** Input material follows **

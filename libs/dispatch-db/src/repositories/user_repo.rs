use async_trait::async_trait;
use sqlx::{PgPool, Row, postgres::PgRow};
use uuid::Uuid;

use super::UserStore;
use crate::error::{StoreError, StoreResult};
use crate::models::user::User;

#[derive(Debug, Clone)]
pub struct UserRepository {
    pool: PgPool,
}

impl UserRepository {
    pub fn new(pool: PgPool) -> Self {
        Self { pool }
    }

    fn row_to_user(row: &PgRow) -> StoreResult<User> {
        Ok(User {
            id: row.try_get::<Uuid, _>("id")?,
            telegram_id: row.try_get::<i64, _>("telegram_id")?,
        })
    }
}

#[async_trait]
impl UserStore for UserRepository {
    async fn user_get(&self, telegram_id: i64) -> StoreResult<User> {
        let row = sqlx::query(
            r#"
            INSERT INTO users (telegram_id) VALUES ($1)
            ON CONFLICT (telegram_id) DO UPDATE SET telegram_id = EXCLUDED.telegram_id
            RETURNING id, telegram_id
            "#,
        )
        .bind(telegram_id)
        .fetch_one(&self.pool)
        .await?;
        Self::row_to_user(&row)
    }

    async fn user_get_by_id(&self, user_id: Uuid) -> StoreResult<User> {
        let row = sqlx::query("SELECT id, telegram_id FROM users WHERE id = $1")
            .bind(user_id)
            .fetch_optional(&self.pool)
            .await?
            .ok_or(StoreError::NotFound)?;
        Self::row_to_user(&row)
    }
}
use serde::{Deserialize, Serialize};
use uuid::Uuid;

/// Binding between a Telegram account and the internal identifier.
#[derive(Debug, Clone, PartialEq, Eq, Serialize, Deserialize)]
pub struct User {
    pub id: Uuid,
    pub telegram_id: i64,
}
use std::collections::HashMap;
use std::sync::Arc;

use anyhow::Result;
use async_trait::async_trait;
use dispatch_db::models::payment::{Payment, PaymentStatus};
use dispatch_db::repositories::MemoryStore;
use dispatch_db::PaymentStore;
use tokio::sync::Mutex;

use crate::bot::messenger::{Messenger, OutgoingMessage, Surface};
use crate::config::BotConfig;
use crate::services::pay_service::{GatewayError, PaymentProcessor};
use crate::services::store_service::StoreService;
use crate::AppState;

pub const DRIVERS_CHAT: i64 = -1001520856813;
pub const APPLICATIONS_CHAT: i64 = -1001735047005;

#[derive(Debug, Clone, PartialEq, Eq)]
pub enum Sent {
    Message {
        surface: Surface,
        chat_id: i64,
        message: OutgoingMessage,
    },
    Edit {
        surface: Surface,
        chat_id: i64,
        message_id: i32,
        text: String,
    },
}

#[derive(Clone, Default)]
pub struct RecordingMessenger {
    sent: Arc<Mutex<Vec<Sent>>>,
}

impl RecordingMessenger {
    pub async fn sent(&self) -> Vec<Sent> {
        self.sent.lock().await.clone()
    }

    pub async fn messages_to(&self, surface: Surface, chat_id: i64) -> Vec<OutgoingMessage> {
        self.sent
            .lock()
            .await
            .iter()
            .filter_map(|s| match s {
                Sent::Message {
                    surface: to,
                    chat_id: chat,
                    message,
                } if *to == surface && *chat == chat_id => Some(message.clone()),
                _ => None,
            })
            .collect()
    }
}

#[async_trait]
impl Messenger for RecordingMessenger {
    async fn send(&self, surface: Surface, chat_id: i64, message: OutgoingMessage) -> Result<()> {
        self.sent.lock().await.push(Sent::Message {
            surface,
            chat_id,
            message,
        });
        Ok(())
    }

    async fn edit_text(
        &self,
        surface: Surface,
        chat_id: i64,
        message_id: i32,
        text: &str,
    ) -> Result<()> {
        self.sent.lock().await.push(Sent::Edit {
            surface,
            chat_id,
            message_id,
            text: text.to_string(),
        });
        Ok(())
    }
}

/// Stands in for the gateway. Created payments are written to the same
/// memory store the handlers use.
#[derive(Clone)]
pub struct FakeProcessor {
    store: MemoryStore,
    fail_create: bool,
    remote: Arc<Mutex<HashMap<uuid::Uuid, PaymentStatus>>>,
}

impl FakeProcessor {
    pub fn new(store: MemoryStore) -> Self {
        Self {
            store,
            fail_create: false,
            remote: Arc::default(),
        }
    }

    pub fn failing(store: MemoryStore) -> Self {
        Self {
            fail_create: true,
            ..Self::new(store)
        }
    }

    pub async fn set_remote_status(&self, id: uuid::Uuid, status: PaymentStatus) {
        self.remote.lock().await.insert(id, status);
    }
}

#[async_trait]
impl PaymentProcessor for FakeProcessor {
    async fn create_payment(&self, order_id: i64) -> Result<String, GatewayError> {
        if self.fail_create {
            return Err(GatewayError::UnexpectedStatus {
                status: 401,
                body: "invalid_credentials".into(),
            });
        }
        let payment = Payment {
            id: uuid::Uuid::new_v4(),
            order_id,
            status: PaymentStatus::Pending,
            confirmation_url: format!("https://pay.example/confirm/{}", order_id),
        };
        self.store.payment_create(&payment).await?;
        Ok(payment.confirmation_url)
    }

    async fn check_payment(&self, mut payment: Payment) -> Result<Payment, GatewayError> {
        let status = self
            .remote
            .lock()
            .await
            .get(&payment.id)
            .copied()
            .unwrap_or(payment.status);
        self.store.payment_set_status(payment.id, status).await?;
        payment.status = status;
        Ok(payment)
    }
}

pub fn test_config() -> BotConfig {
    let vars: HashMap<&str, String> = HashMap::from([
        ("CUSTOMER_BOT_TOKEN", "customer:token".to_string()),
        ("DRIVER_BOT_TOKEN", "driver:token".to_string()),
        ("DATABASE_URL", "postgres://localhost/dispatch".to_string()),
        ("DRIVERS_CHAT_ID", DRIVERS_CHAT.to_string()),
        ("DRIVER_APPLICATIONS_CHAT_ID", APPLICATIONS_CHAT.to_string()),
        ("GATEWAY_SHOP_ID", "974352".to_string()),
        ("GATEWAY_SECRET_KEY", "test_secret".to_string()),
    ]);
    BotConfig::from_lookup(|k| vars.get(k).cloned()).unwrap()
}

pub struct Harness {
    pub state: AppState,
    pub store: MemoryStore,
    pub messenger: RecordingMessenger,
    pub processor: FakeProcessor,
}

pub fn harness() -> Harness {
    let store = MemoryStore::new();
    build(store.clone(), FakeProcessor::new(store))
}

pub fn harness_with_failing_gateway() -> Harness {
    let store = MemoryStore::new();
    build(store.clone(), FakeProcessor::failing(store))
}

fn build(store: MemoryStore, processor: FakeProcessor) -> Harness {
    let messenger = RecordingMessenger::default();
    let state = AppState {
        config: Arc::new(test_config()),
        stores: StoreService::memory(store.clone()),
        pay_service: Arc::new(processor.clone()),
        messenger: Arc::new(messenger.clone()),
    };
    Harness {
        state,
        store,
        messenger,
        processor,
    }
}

** End of Input material **

Return, from the data, each line that has the word "BotConfig" in it.

Response box —
use crate::config::BotConfig;
pub fn test_config() -> BotConfig {
    BotConfig::from_lookup(|k| vars.get(k).cloned()).unwrap()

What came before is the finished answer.